[[ Data provided open ]]
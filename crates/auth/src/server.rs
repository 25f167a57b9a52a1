//! The Auth server: wires bootstrap, the CA/token/user/session/presence
//! services, and the [`AuthApi`] dispatch table together. This is the
//! object a control-channel listener (built in `teleport-tunnel`/
//! `teleport`) hands each accepted frame to.

use std::sync::Arc;

use teleport_backend::Backend;
use teleport_ca::CaService;
use teleport_core::Config;

use crate::api::{AuthApi, LocalAuthApi};
use crate::bootstrap::bootstrap_auth_server;
use crate::error::AuthError;
use crate::identity::Identity;
use crate::presence::PresenceService;
use crate::session::SessionRecorder;
use crate::token::TokenService;
use crate::userauth::{LocalUserStore, SignupTokenService};
use crate::wire::{decode_request, encode_response};

pub struct AuthServer {
	pub identity: Identity,
	pub api: LocalAuthApi,
	pub signup_tokens: SignupTokenService,
}

impl AuthServer {
	/// Runs first-start bootstrap (idempotent on every subsequent start) and
	/// returns a server ready to accept control-channel frames.
	pub async fn bootstrap(config: &Config, backend: Arc<dyn Backend>) -> Result<Self, AuthError> {
		let ca_service = Arc::new(CaService::new(backend.clone()));
		let token_service = Arc::new(TokenService::new(backend.clone()));
		let user_store = Arc::new(LocalUserStore::new(backend.clone()));
		let signup_tokens = SignupTokenService::new(backend.clone());
		let session_recorder = Arc::new(SessionRecorder::new(backend.clone()));
		let presence_service = Arc::new(PresenceService::new(backend.clone()));

		let identity = bootstrap_auth_server(config, backend, &ca_service, &token_service).await?;

		let api = LocalAuthApi {
			ca_service,
			token_service,
			user_store,
			session_recorder,
			presence_service,
			cluster_domain: config.cluster_domain.clone(),
			issuance: config.issuance.clone(),
		};

		Ok(AuthServer { identity, api, signup_tokens })
	}

	/// Dispatches one decoded control-channel frame to the matching
	/// `AuthApi` method and re-encodes the result as a response frame. Every
	/// branch mirrors one RPC named in the control API; an unrecognized
	/// method name is a caller bug, not a trust-boundary violation, so it
	/// is reported as `BadParameter` rather than collapsed to
	/// `AccessDenied`.
	pub async fn dispatch(&self, frame: &[u8]) -> Vec<u8> {
		let result = self.dispatch_inner(frame).await;
		match result {
			Ok(bytes) => bytes,
			Err(e) => encode_response::<()>(&Err(e)).unwrap_or_else(|_| Vec::new()),
		}
	}

	async fn dispatch_inner(&self, frame: &[u8]) -> Result<Vec<u8>, AuthError> {
		let (method, payload) = decode_request(frame)?;
		macro_rules! handle {
			($ty:ty, $call:expr) => {{
				let req: $ty = serde_json::from_value(payload).map_err(|e| AuthError::BadParameter(e.to_string()))?;
				encode_response(&$call(req).await)
			}};
		}

		match method.as_str() {
			"upsert_ca" => handle!(crate::api::UpsertCaRequest, |r| self.api.upsert_ca(r)),
			"generate_host_cert" => {
				handle!(crate::api::GenerateHostCertRequest, |r| self.api.generate_host_cert(r))
			},
			"register_using_token" => {
				handle!(crate::join::RegisterUsingTokenRequest, |r| self
					.api
					.register_using_token(r))
			},
			"sign_in" => handle!(crate::userauth::SignInRequest, |r| self.api.sign_in(r)),
			"add_provisioning_token" => {
				handle!(crate::api::AddProvisioningTokenRequest, |r| self
					.api
					.add_provisioning_token(r))
			},
			"record_session" => handle!(crate::session::SessionEvent, |r| self.api.record_session(r)),
			"get_ca" => {
				#[derive(serde::Deserialize)]
				struct Req {
					domain: String,
					ca_type: teleport_ca::CaType,
				}
				handle!(Req, |r: Req| self.api.get_ca(&r.domain, r.ca_type))
			},
			"get_cas" => handle!(teleport_ca::CaType, |r| self.api.get_cas(r)),
			"delete_ca" => {
				#[derive(serde::Deserialize)]
				struct Req {
					domain: String,
					ca_type: teleport_ca::CaType,
				}
				handle!(Req, |r: Req| self.api.delete_ca(&r.domain, r.ca_type))
			},
			"check_password" => {
				#[derive(serde::Deserialize)]
				struct Req {
					login: String,
					password: String,
				}
				handle!(Req, |r: Req| self.api.check_password(&r.login, &r.password))
			},
			"check_otp" => {
				#[derive(serde::Deserialize)]
				struct Req {
					login: String,
					code: String,
				}
				handle!(Req, |r: Req| self.api.check_otp(&r.login, &r.code))
			},
			"list_sessions" => handle!((), |_: ()| self.api.list_sessions()),
			"heartbeat_presence" => {
				#[derive(serde::Deserialize)]
				struct Req {
					principal: String,
					labels: std::collections::HashMap<String, String>,
					ttl: std::time::Duration,
				}
				handle!(Req, |r: Req| self
					.api
					.heartbeat_presence(r.principal, r.labels, r.ttl))
			},
			"list_presence" => handle!((), |_: ()| self.api.list_presence()),
			other => Err(AuthError::BadParameter(format!("unknown control method {other:?}"))),
		}
	}
}

#[cfg(test)]
mod tests {
	use super::*;
	use std::collections::HashMap;
	use std::time::Duration;
	use teleport_backend::memory::MemoryBackend;
	use teleport_core::config::{BackendConfig, BootstrapConfig, IssuanceConfig, ListenConfig, LoggingConfig};
	use teleport_core::Role;

	fn test_config() -> (Config, tempfile::TempDir) {
		let dir = tempfile::tempdir().unwrap();
		let config = Config {
			roles: vec![Role::Auth],
			data_dir: dir.path().to_path_buf(),
			cluster_domain: "example.com".into(),
			host_uuid: "11111111-1111-1111-1111-111111111111".into(),
			auth_server: None,
			backend: BackendConfig::default(),
			listen: ListenConfig::default(),
			labels: HashMap::new(),
			command_labels: Vec::new(),
			logging: LoggingConfig::default(),
			bootstrap: BootstrapConfig {
				lock_ttl: Duration::from_secs(5),
				lock_wait: Duration::from_millis(200),
				token_ttl: Duration::from_secs(60),
			},
			static_tokens: Vec::new(),
			issuance: IssuanceConfig::default(),
		};
		(config, dir)
	}

	#[tokio::test]
	async fn bootstrap_then_dispatch_add_provisioning_token() {
		let backend: Arc<dyn Backend> = Arc::new(MemoryBackend::new());
		let (config, _dir) = test_config();
		let server = AuthServer::bootstrap(&config, backend).await.unwrap();

		let req = crate::api::AddProvisioningTokenRequest {
			roles: vec![Role::Node],
			ttl: Duration::from_secs(60),
			token: None,
		};
		let frame = serde_json::to_vec(&serde_json::json!({
			"method": "add_provisioning_token",
			"payload": req,
		}))
		.unwrap();

		let response_bytes = server.dispatch(&frame).await;
		let response: serde_json::Value = serde_json::from_slice(&response_bytes).unwrap();
		assert_eq!(response["ok"], true);
	}

	#[tokio::test]
	async fn unknown_method_is_bad_parameter() {
		let backend: Arc<dyn Backend> = Arc::new(MemoryBackend::new());
		let (config, _dir) = test_config();
		let server = AuthServer::bootstrap(&config, backend).await.unwrap();

		let frame = serde_json::to_vec(&serde_json::json!({
			"method": "not_a_real_method",
			"payload": {},
		}))
		.unwrap();
		let response_bytes = server.dispatch(&frame).await;
		let response: serde_json::Value = serde_json::from_slice(&response_bytes).unwrap();
		assert_eq!(response["ok"], false);
	}
}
[[ Data provided closed ]]
■ **Task instructions**: Quote the records from their first line to the line with "token_service = Arc::new(TokenService::new(backend.clone()));", inclusive, without adding or dropping anything.

■ **Response area**:
filename crates/auth/src/server.rs
repository 25f167a57b9a52a1
//! The Auth server: wires bootstrap, the CA/token/user/session/presence
//! services, and the [`AuthApi`] dispatch table together. This is the
//! object a control-channel listener (built in `teleport-tunnel`/
//! `teleport`) hands each accepted frame to.

use std::sync::Arc;

use teleport_backend::Backend;
use teleport_ca::CaService;
use teleport_core::Config;

use crate::api::{AuthApi, LocalAuthApi};
use crate::bootstrap::bootstrap_auth_server;
use crate::error::AuthError;
use crate::identity::Identity;
use crate::presence::PresenceService;
use crate::session::SessionRecorder;
use crate::token::TokenService;
use crate::userauth::{LocalUserStore, SignupTokenService};
use crate::wire::{decode_request, encode_response};

pub struct AuthServer {
	pub identity: Identity,
	pub api: LocalAuthApi,
	pub signup_tokens: SignupTokenService,
}

impl AuthServer {
	/// Runs first-start bootstrap (idempotent on every subsequent start) and
	/// returns a server ready to accept control-channel frames.
	pub async fn bootstrap(config: &Config, backend: Arc<dyn Backend>) -> Result<Self, AuthError> {
		let ca_service = Arc::new(CaService::new(backend.clone()));
		let token_service = Arc::new(TokenService::new(backend.clone()));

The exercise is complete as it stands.